Problem requirements
Extract each line holding the word "first" from the entries.

Collected data
|---|

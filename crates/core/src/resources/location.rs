//! Location: wards, clinics and rooms

use serde::{Deserialize, Serialize};

use crate::codes::{CodeTable, systems};
use crate::datatypes::{
    Address, CodeableConcept, ExtendedContactDetail, Reference, build_address, build_telecom,
    non_empty, telecom_value,
};
use crate::mapper::ResourceMapper;
use crate::resource::fhir_resource;
use crate::search::SearchParams;
use crate::validation::{Checks, is_email, is_phone, is_postal_code};

pub const DEFAULT_STATUS: &str = "active";
pub const DEFAULT_MODE: &str = "instance";

pub const STATUS: CodeTable = CodeTable::new(
    "http://hl7.org/fhir/location-status",
    &[
        ("active", "Active"),
        ("suspended", "Suspended"),
        ("inactive", "Inactive"),
    ],
);

pub const MODE: CodeTable = CodeTable::new(
    "http://hl7.org/fhir/location-mode",
    &[("instance", "Instance"), ("kind", "Kind")],
);

pub const TYPE: CodeTable = CodeTable::new(
    systems::ROLE_CODE,
    &[
        ("HOSP", "Hospital"),
        ("ER", "Emergency room"),
        ("ICU", "Intensive care unit"),
        ("OR", "Operating room"),
        ("PEDU", "Pediatric unit"),
        ("OF", "Outpatient facility"),
        ("PHARM", "Pharmacy"),
        ("RADDX", "Radiology diagnostics or therapeutics unit"),
        ("HLAB", "Hospital laboratory"),
        ("GIM", "General internal medicine clinic"),
    ],
);

pub const PHYSICAL_TYPE: CodeTable = CodeTable::new(
    "http://terminology.hl7.org/CodeSystem/location-physical-type",
    &[
        ("si", "Site"),
        ("bu", "Building"),
        ("wi", "Wing"),
        ("wa", "Ward"),
        ("lvl", "Level"),
        ("co", "Corridor"),
        ("ro", "Room"),
        ("bd", "Bed"),
        ("area", "Area"),
    ],
);

/// FHIR Location resource
#[derive(Debug, Clone, Default, Serialize, Deserialize, PartialEq)]
#[serde(rename_all = "camelCase")]
pub struct Location {
    #[serde(skip_serializing_if = "Option::is_none")]
    pub id: Option<String>,

    #[serde(skip_serializing_if = "Option::is_none")]
    pub status: Option<String>,

    #[serde(skip_serializing_if = "Option::is_none")]
    pub name: Option<String>,

    #[serde(skip_serializing_if = "Option::is_none")]
    pub description: Option<String>,

    #[serde(skip_serializing_if = "Option::is_none")]
    pub mode: Option<String>,

    #[serde(rename = "type", default, skip_serializing_if = "Vec::is_empty")]
    pub location_type: Vec<CodeableConcept>,

    #[serde(default, skip_serializing_if = "Vec::is_empty")]
    pub contact: Vec<ExtendedContactDetail>,

    #[serde(skip_serializing_if = "Option::is_none")]
    pub address: Option<Address>,

    #[serde(skip_serializing_if = "Option::is_none")]
    pub physical_type: Option<CodeableConcept>,

    #[serde(skip_serializing_if = "Option::is_none")]
    pub managing_organization: Option<Reference>,

    #[serde(skip_serializing_if = "Option::is_none")]
    pub part_of: Option<Reference>,
}

fhir_resource!(Location, "Location");

#[derive(Debug, Clone, Default, Serialize, Deserialize, PartialEq)]
#[serde(rename_all = "camelCase")]
pub struct LocationRecord {
    #[serde(skip_serializing_if = "Option::is_none")]
    pub id: Option<String>,
    pub name: String,
    pub description: String,
    pub status: String,
    pub mode: String,
    /// v3-RoleCode service delivery location type
    pub location_type: String,
    pub physical_type: String,
    pub phone: String,
    pub email: String,
    pub address_line: String,
    pub city: String,
    pub state: String,
    pub postal_code: String,
    pub country: String,
    pub managing_organization_id: String,
    pub part_of_id: String,
}

#[derive(Debug, Clone, Default, Serialize, Deserialize, PartialEq)]
#[serde(rename_all = "camelCase")]
pub struct LocationFilters {
    pub search: Option<String>,
    pub name: Option<String>,
    pub status: Option<String>,
    pub location_type: Option<String>,
    pub city: Option<String>,
    pub managing_organization_id: Option<String>,
    pub part_of_id: Option<String>,
}

pub struct LocationMapper;

impl ResourceMapper for LocationMapper {
    type Wire = Location;
    type Record = LocationRecord;
    type Filters = LocationFilters;

    const SORT_FIELDS: &'static [(&'static str, &'static str)] = &[
        ("locationType", "type"),
        ("city", "address-city"),
        ("postalCode", "address-postalcode"),
        ("managingOrganizationId", "organization"),
        ("partOfId", "partof"),
    ];

    fn from_wire(wire: &Location) -> LocationRecord {
        let telecom = wire
            .contact
            .first()
            .map(|c| c.telecom.as_slice())
            .unwrap_or_default();
        let address = wire.address.as_ref();

        LocationRecord {
            id: wire.id.clone(),
            name: wire.name.clone().unwrap_or_default(),
            description: wire.description.clone().unwrap_or_default(),
            status: wire.status.clone().unwrap_or_default(),
            mode: wire.mode.clone().unwrap_or_default(),
            location_type: wire
                .location_type
                .first()
                .map(|c| c.code().to_string())
                .unwrap_or_default(),
            physical_type: wire
                .physical_type
                .as_ref()
                .map(|c| c.code().to_string())
                .unwrap_or_default(),
            phone: telecom_value(telecom, "phone").to_string(),
            email: telecom_value(telecom, "email").to_string(),
            address_line: address
                .and_then(|a| a.line.first().cloned())
                .unwrap_or_default(),
            city: address.and_then(|a| a.city.clone()).unwrap_or_default(),
            state: address.and_then(|a| a.state.clone()).unwrap_or_default(),
            postal_code: address.and_then(|a| a.postal_code.clone()).unwrap_or_default(),
            country: address.and_then(|a| a.country.clone()).unwrap_or_default(),
            managing_organization_id: wire
                .managing_organization
                .as_ref()
                .map(|r| r.id().to_string())
                .unwrap_or_default(),
            part_of_id: wire
                .part_of
                .as_ref()
                .map(|r| r.id().to_string())
                .unwrap_or_default(),
        }
    }

    fn to_wire(record: &LocationRecord) -> Location {
        let telecom = build_telecom(&record.phone, &record.email);

        Location {
            id: record.id.as_deref().and_then(non_empty),
            status: Some(non_empty(&record.status).unwrap_or_else(|| DEFAULT_STATUS.to_string())),
            name: non_empty(&record.name),
            description: non_empty(&record.description),
            mode: Some(non_empty(&record.mode).unwrap_or_else(|| DEFAULT_MODE.to_string())),
            location_type: TYPE.optional_concept(&record.location_type).into_iter().collect(),
            contact: if telecom.is_empty() {
                Vec::new()
            } else {
                vec![ExtendedContactDetail { telecom }]
            },
            address: build_address(
                &record.address_line,
                &record.city,
                &record.state,
                &record.postal_code,
                &record.country,
            ),
            physical_type: PHYSICAL_TYPE.optional_concept(&record.physical_type),
            managing_organization: non_empty(&record.managing_organization_id)
                .map(|id| Reference::to("Organization", &id)),
            part_of: non_empty(&record.part_of_id).map(|id| Reference::to("Location", &id)),
        }
    }

    fn to_filter_params(filters: &LocationFilters) -> SearchParams {
        let mut params = SearchParams::new();
        params.push_opt("name", filters.search.as_deref());
        params.push_opt("name", filters.name.as_deref());
        params.push_opt("status", filters.status.as_deref());
        params.push_opt("type", filters.location_type.as_deref());
        params.push_opt("address-city", filters.city.as_deref());
        params.push_opt("organization", filters.managing_organization_id.as_deref());
        params.push_opt("partof", filters.part_of_id.as_deref());
        params
    }

    fn record_id(record: &LocationRecord) -> Option<&str> {
        record.id.as_deref()
    }
}

/// Pre-submit checks for a location form
pub fn validate(record: &LocationRecord) -> Vec<String> {
    Checks::default()
        .required(&record.name, "Name")
        .max_len(&record.name, 200, "Name")
        .one_of(&record.status, STATUS.codes(), "Status")
        .one_of(&record.mode, MODE.codes(), "Mode")
        .one_of(&record.location_type, TYPE.codes(), "Type")
        .one_of(&record.physical_type, PHYSICAL_TYPE.codes(), "Physical type")
        .format(&record.email, is_email, "Email")
        .format(&record.phone, is_phone, "Phone")
        .format(&record.postal_code, is_postal_code, "Postal code")
        .finish()
}
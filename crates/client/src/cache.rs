//! Tag-invalidated query cache
//!
//! Each entry remembers the tags it provides. A mutation invalidates by
//! tag, and the next read of any dropped entry goes back to the server.

use std::any::Any;
use std::fmt;
use std::sync::Arc;

use dashmap::DashMap;

/// Id used by the tag every list query of a resource type provides
pub const LIST_ID: &str = "LIST";

#[derive(Debug, Clone, PartialEq, Eq, Hash)]
pub struct Tag {
    pub resource_type: String,
    pub id: String,
}

impl Tag {
    pub fn new(resource_type: impl Into<String>, id: impl Into<String>) -> Self {
        Self {
            resource_type: resource_type.into(),
            id: id.into(),
        }
    }

    pub fn list(resource_type: impl Into<String>) -> Self {
        Self::new(resource_type, LIST_ID)
    }
}

impl fmt::Display for Tag {
    fn fmt(&self, f: &mut fmt::Formatter<'_>) -> fmt::Result {
        write!(f, "{}/{}", self.resource_type, self.id)
    }
}

struct CacheEntry {
    value: Arc<dyn Any + Send + Sync>,
    tags: Vec<Tag>,
}

/// Concurrent key → snapshot store shared by all services
#[derive(Clone, Default)]
pub struct QueryCache {
    entries: Arc<DashMap<String, CacheEntry>>,
}

impl QueryCache {
    pub fn new() -> Self {
        Self::default()
    }

    /// Cached value under `key`, if present and of type `T`
    pub fn get<T: Clone + 'static>(&self, key: &str) -> Option<T> {
        let value = self
            .entries
            .get(key)
            .and_then(|entry| entry.value.downcast_ref::<T>().cloned());
        tracing::debug!(key, hit = value.is_some(), "Query cache lookup");
        value
    }

    pub fn insert<T: Send + Sync + 'static>(
        &self,
        key: impl Into<String>,
        value: T,
        tags: Vec<Tag>,
    ) {
        self.entries.insert(
            key.into(),
            CacheEntry {
                value: Arc::new(value),
                tags,
            },
        );
    }

    /// Drop every entry providing any of `tags`; returns how many were dropped
    pub fn invalidate(&self, tags: &[Tag]) -> usize {
        let before = self.entries.len();
        self.entries
            .retain(|_, entry| !entry.tags.iter().any(|tag| tags.contains(tag)));
        let dropped = before.saturating_sub(self.entries.len());

        if dropped > 0 {
            let tags: Vec<String> = tags.iter().map(Tag::to_string).collect();
            tracing::debug!(?tags, dropped, "Query cache invalidated");
        }
        dropped
    }

    pub fn contains_key(&self, key: &str) -> bool {
        self.entries.contains_key(key)
    }

    pub fn len(&self) -> usize {
        self.entries.len()
    }

    pub fn is_empty(&self) -> bool {
        self.entries.is_empty()
    }

    pub fn clear(&self) {
        self.entries.clear();
    }
}

impl fmt::Debug for QueryCache {
    fn fmt(&self, f: &mut fmt::Formatter<'_>) -> fmt::Result {
        f.debug_struct("QueryCache")
            .field("entries", &self.entries.len())
            .finish()
    }
}
use serde::{Deserialize, Serialize};

/// Severity of the issue
#[derive(Debug, Clone, Serialize, Deserialize, PartialEq, Eq)]
#[serde(rename_all = "lowercase")]
pub enum IssueSeverity {
    Fatal,
    Error,
    Warning,
    Information,
    #[serde(other)]
    Unknown,
}

/// FHIR OperationOutcome as returned by servers in error responses
#[derive(Debug, Clone, Serialize, Deserialize, PartialEq)]
#[serde(rename_all = "camelCase")]
pub struct OperationOutcome {
    pub resource_type: String,

    #[serde(default)]
    pub issue: Vec<OperationOutcomeIssue>,
}

/// A single issue within an OperationOutcome
#[derive(Debug, Clone, Serialize, Deserialize, PartialEq)]
#[serde(rename_all = "camelCase")]
pub struct OperationOutcomeIssue {
    pub severity: IssueSeverity,

    /// Issue type code (e.g. `not-found`, `invalid`); kept as a string so
    /// codes from newer FHIR versions still decode
    pub code: String,

    #[serde(skip_serializing_if = "Option::is_none")]
    pub diagnostics: Option<String>,

    #[serde(skip_serializing_if = "Option::is_none")]
    pub details: Option<OutcomeDetails>,
}

#[derive(Debug, Clone, Serialize, Deserialize, PartialEq)]
pub struct OutcomeDetails {
    #[serde(skip_serializing_if = "Option::is_none")]
    pub text: Option<String>,
}

impl OperationOutcome {
    /// Parse an OperationOutcome from a response body, if the body is one
    pub fn from_body(body: &[u8]) -> Option<Self> {
        let outcome: Self = serde_json::from_slice(body).ok()?;
        (outcome.resource_type == "OperationOutcome").then_some(outcome)
    }

    /// Human-readable summary of all error-level issues.
    ///
    /// Falls back to every issue when none is error-level, and to `None`
    /// when no issue carries text.
    pub fn summary(&self) -> Option<String> {
        let text = |issue: &OperationOutcomeIssue| {
            issue
                .diagnostics
                .clone()
                .or_else(|| issue.details.as_ref().and_then(|d| d.text.clone()))
        };

        let errors: Vec<String> = self
            .issue
            .iter()
            .filter(|i| matches!(i.severity, IssueSeverity::Fatal | IssueSeverity::Error))
            .filter_map(text)
            .collect();

        let messages = if errors.is_empty() {
            self.issue.iter().filter_map(text).collect()
        } else {
            errors
        };

        if messages.is_empty() {
            None
        } else {
            Some(messages.join("; "))
        }
    }
}

#[cfg(test)]
mod tests {
    use super::*;

    #[test]
    fn summary_prefers_error_issues() {
        let body = br#"{
            "resourceType": "OperationOutcome",
            "issue": [
                {"severity": "warning", "code": "informational", "diagnostics": "slow query"},
                {"severity": "error", "code": "not-found", "diagnostics": "Patient/9 not found"}
            ]
        }"#;

        let outcome = OperationOutcome::from_body(body).unwrap();
        assert_eq!(outcome.summary().as_deref(), Some("Patient/9 not found"));
    }

    #[test]
    fn non_outcome_body_is_ignored() {
        assert!(OperationOutcome::from_body(br#"{"resourceType":"Patient"}"#).is_none());
        assert!(OperationOutcome::from_body(b"<html>502</html>").is_none());
    }
}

|---|

Task solution
            .first()
                .first()
                .and_then(|a| a.line.first().cloned())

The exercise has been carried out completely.